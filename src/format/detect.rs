//! Media-type vocabulary and format detection.
//!
//! Identification runs in order of cost: a recognized filename extension is
//! trusted first; otherwise the first 16 bytes are matched against magic
//! signatures; HTTP sources may finally fall back to the origin's
//! Content-Type header. Extension and bytes can disagree (a `.png` file whose
//! bytes are JPEG) — magic always wins when both are consulted.

use crate::error::FormatError;
use crate::io::RangeReader;

// =============================================================================
// Format
// =============================================================================

/// Number of leading bytes needed for magic-signature matching.
pub const MAGIC_LEN: usize = 16;

/// Source and derivative image formats.
#[derive(Debug, Clone, Copy, PartialEq, Eq, Hash)]
pub enum Format {
    Jpeg,
    Jpeg2000,
    Png,
    Tiff,
    Bmp,
    Gif,
}

impl Format {
    /// All formats, in detection order.
    pub const ALL: [Format; 6] = [
        Format::Jpeg,
        Format::Jpeg2000,
        Format::Png,
        Format::Tiff,
        Format::Bmp,
        Format::Gif,
    ];

    /// Get a human-readable name for the format.
    pub const fn name(&self) -> &'static str {
        match self {
            Format::Jpeg => "JPEG",
            Format::Jpeg2000 => "JPEG2000",
            Format::Png => "PNG",
            Format::Tiff => "TIFF",
            Format::Bmp => "BMP",
            Format::Gif => "GIF",
        }
    }

    /// Get the preferred media type.
    pub const fn media_type(&self) -> &'static str {
        match self {
            Format::Jpeg => "image/jpeg",
            Format::Jpeg2000 => "image/jp2",
            Format::Png => "image/png",
            Format::Tiff => "image/tiff",
            Format::Bmp => "image/bmp",
            Format::Gif => "image/gif",
        }
    }

    /// Get the preferred filename extension (without the dot).
    pub const fn extension(&self) -> &'static str {
        match self {
            Format::Jpeg => "jpg",
            Format::Jpeg2000 => "jp2",
            Format::Png => "png",
            Format::Tiff => "tif",
            Format::Bmp => "bmp",
            Format::Gif => "gif",
        }
    }

    /// Whether a reader exists for this format.
    pub const fn is_readable(&self) -> bool {
        // BMP and GIF sources are recognized but have no structure-aware
        // reader; they go through the PNG-style full decode path.
        true
    }

    /// Whether a writer exists for this format.
    pub const fn is_writable(&self) -> bool {
        matches!(
            self,
            Format::Jpeg | Format::Png | Format::Tiff | Format::Gif
        )
    }

    /// Resolve a format from a filename extension (case-insensitive).
    pub fn from_extension(ext: &str) -> Option<Format> {
        match ext.to_ascii_lowercase().as_str() {
            "jpg" | "jpeg" => Some(Format::Jpeg),
            "jp2" | "jpx" | "j2k" => Some(Format::Jpeg2000),
            "png" => Some(Format::Png),
            "tif" | "tiff" => Some(Format::Tiff),
            "bmp" => Some(Format::Bmp),
            "gif" => Some(Format::Gif),
            _ => None,
        }
    }

    /// Resolve a format from a media type string.
    pub fn from_media_type(media_type: &str) -> Option<Format> {
        // Strip parameters like "; charset=binary"
        let base = media_type.split(';').next().unwrap_or("").trim();
        match base {
            "image/jpeg" | "image/jpg" => Some(Format::Jpeg),
            "image/jp2" | "image/jpeg2000" | "image/jpx" => Some(Format::Jpeg2000),
            "image/png" => Some(Format::Png),
            "image/tiff" | "image/tif" => Some(Format::Tiff),
            "image/bmp" | "image/x-bmp" => Some(Format::Bmp),
            "image/gif" => Some(Format::Gif),
            _ => None,
        }
    }

    /// Resolve a format from the extension of an identifier, if any.
    pub fn from_identifier(identifier: &str) -> Option<Format> {
        let dot = identifier.rfind('.')?;
        let ext = &identifier[dot + 1..];
        // Ignore "extensions" that contain path separators
        if ext.contains('/') || ext.contains('\\') || ext.is_empty() {
            return None;
        }
        Format::from_extension(ext)
    }
}

// =============================================================================
// Magic-Byte Detection
// =============================================================================

/// JP2 signature box: length 12, type 'jP  ', CR LF 0x87 LF.
const JP2_SIGNATURE: [u8; 12] = [
    0x00, 0x00, 0x00, 0x0C, 0x6A, 0x50, 0x20, 0x20, 0x0D, 0x0A, 0x87, 0x0A,
];

/// Raw JPEG2000 codestream: SOC then SIZ marker.
const J2K_CODESTREAM: [u8; 4] = [0xFF, 0x4F, 0xFF, 0x51];

/// PNG signature.
const PNG_SIGNATURE: [u8; 8] = [0x89, 0x50, 0x4E, 0x47, 0x0D, 0x0A, 0x1A, 0x0A];

/// Match leading bytes against known signatures.
///
/// `bytes` should hold at least [`MAGIC_LEN`] bytes when available; shorter
/// prefixes are matched as far as they go.
pub fn detect_format(bytes: &[u8]) -> Option<Format> {
    if bytes.len() >= 3 && bytes[0] == 0xFF && bytes[1] == 0xD8 && bytes[2] == 0xFF {
        return Some(Format::Jpeg);
    }
    if bytes.len() >= 12 && bytes[..12] == JP2_SIGNATURE {
        return Some(Format::Jpeg2000);
    }
    if bytes.len() >= 4 && bytes[..4] == J2K_CODESTREAM {
        return Some(Format::Jpeg2000);
    }
    if bytes.len() >= 8 && bytes[..8] == PNG_SIGNATURE {
        return Some(Format::Png);
    }
    if is_tiff_signature(bytes) {
        return Some(Format::Tiff);
    }
    if bytes.len() >= 4 && (&bytes[..4] == b"GIF8") {
        return Some(Format::Gif);
    }
    if bytes.len() >= 2 && &bytes[..2] == b"BM" {
        return Some(Format::Bmp);
    }
    None
}

/// Check for a TIFF or BigTIFF header (either byte order).
pub fn is_tiff_signature(bytes: &[u8]) -> bool {
    if bytes.len() < 4 {
        return false;
    }
    matches!(
        (bytes[0], bytes[1], bytes[2], bytes[3]),
        (0x49, 0x49, 0x2A, 0x00) // little-endian classic
            | (0x49, 0x49, 0x2B, 0x00) // little-endian BigTIFF
            | (0x4D, 0x4D, 0x00, 0x2A) // big-endian classic
            | (0x4D, 0x4D, 0x00, 0x2B) // big-endian BigTIFF
    )
}

/// Sniff the format of an opened resource from its leading bytes.
pub async fn sniff_format(reader: &dyn RangeReader) -> Result<Format, FormatError> {
    let len = (reader.size() as usize).min(MAGIC_LEN);
    if len == 0 {
        return Err(FormatError::Unrecognized {
            reason: "empty resource".to_string(),
        });
    }
    let bytes = reader.read_exact_at(0, len).await?;
    detect_format(&bytes).ok_or_else(|| FormatError::Unrecognized {
        reason: format!("{}: no signature matched", reader.identifier()),
    })
}

// =============================================================================
// Tests
// =============================================================================

#[cfg(test)]
mod tests {
    use super::*;
    use crate::io::MemoryRangeReader;

    // -------------------------------------------------------------------------
    // Magic-byte tests
    // -------------------------------------------------------------------------

    #[test]
    fn test_detect_jpeg() {
        let bytes = [0xFF, 0xD8, 0xFF, 0xE0, 0x00, 0x10, 0x4A, 0x46];
        assert_eq!(detect_format(&bytes), Some(Format::Jpeg));
    }

    #[test]
    fn test_detect_png() {
        let bytes = [0x89, 0x50, 0x4E, 0x47, 0x0D, 0x0A, 0x1A, 0x0A, 0, 0];
        assert_eq!(detect_format(&bytes), Some(Format::Png));
    }

    #[test]
    fn test_detect_tiff_variants() {
        assert_eq!(
            detect_format(&[0x49, 0x49, 0x2A, 0x00]),
            Some(Format::Tiff)
        );
        assert_eq!(
            detect_format(&[0x4D, 0x4D, 0x00, 0x2A]),
            Some(Format::Tiff)
        );
        // BigTIFF, both orders
        assert_eq!(
            detect_format(&[0x49, 0x49, 0x2B, 0x00]),
            Some(Format::Tiff)
        );
        assert_eq!(
            detect_format(&[0x4D, 0x4D, 0x00, 0x2B]),
            Some(Format::Tiff)
        );
    }

    #[test]
    fn test_detect_jp2_container_and_codestream() {
        let mut jp2 = vec![0x00, 0x00, 0x00, 0x0C, 0x6A, 0x50, 0x20, 0x20];
        jp2.extend_from_slice(&[0x0D, 0x0A, 0x87, 0x0A, 0, 0, 0, 0]);
        assert_eq!(detect_format(&jp2), Some(Format::Jpeg2000));

        let j2k = [0xFF, 0x4F, 0xFF, 0x51, 0x00, 0x00];
        assert_eq!(detect_format(&j2k), Some(Format::Jpeg2000));
    }

    #[test]
    fn test_detect_gif_and_bmp() {
        assert_eq!(detect_format(b"GIF89a"), Some(Format::Gif));
        assert_eq!(detect_format(b"GIF87a"), Some(Format::Gif));
        assert_eq!(detect_format(b"BM\x00\x00"), Some(Format::Bmp));
    }

    #[test]
    fn test_detect_unknown() {
        assert_eq!(detect_format(b"not an image"), None);
        assert_eq!(detect_format(&[]), None);
        assert_eq!(detect_format(&[0xFF]), None);
    }

    // -------------------------------------------------------------------------
    // Extension and media-type tests
    // -------------------------------------------------------------------------

    #[test]
    fn test_from_extension_case_insensitive() {
        assert_eq!(Format::from_extension("JPG"), Some(Format::Jpeg));
        assert_eq!(Format::from_extension("jpeg"), Some(Format::Jpeg));
        assert_eq!(Format::from_extension("TIFF"), Some(Format::Tiff));
        assert_eq!(Format::from_extension("webp"), None);
    }

    #[test]
    fn test_from_identifier() {
        assert_eq!(
            Format::from_identifier("photos/cat.jpg"),
            Some(Format::Jpeg)
        );
        assert_eq!(
            Format::from_identifier("scans/page.tif"),
            Some(Format::Tiff)
        );
        assert_eq!(Format::from_identifier("no-extension"), None);
        // A dot inside a directory name is not an extension
        assert_eq!(Format::from_identifier("v1.2/image"), None);
    }

    #[test]
    fn test_from_media_type() {
        assert_eq!(Format::from_media_type("image/jpeg"), Some(Format::Jpeg));
        assert_eq!(
            Format::from_media_type("image/tiff; charset=binary"),
            Some(Format::Tiff)
        );
        assert_eq!(Format::from_media_type("text/html"), None);
    }

    #[test]
    fn test_writable_subset() {
        assert!(Format::Jpeg.is_writable());
        assert!(Format::Png.is_writable());
        assert!(Format::Tiff.is_writable());
        assert!(Format::Gif.is_writable());
        assert!(!Format::Jpeg2000.is_writable());
        assert!(!Format::Bmp.is_writable());
    }

    // -------------------------------------------------------------------------
    // Sniffing tests
    // -------------------------------------------------------------------------

    #[tokio::test]
    async fn test_sniff_format() {
        let reader = MemoryRangeReader::new(
            vec![0xFF, 0xD8, 0xFF, 0xE0, 0, 0, 0, 0, 0, 0, 0, 0, 0, 0, 0, 0],
            "mem://photo",
        );
        assert_eq!(sniff_format(&reader).await.unwrap(), Format::Jpeg);
    }

    #[tokio::test]
    async fn test_sniff_short_resource() {
        // Resources shorter than MAGIC_LEN still sniff correctly.
        let reader = MemoryRangeReader::new(b"GIF89a".to_vec(), "mem://tiny");
        assert_eq!(sniff_format(&reader).await.unwrap(), Format::Gif);
    }

    #[tokio::test]
    async fn test_sniff_unrecognized() {
        let reader = MemoryRangeReader::new(b"hello world!".to_vec(), "mem://text");
        assert!(matches!(
            sniff_format(&reader).await,
            Err(FormatError::Unrecognized { .. })
        ));
    }

    #[tokio::test]
    async fn test_sniff_empty() {
        let reader = MemoryRangeReader::new(Vec::new(), "mem://empty");
        assert!(sniff_format(&reader).await.is_err());
    }
}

**WORK INSTRUCTION**:
Pull out every line of the records that includes the string "bool".

**EXERCISE RESPONSE**:
    pub const fn is_readable(&self) -> bool {
    pub const fn is_writable(&self) -> bool {
pub fn is_tiff_signature(bytes: &[u8]) -> bool {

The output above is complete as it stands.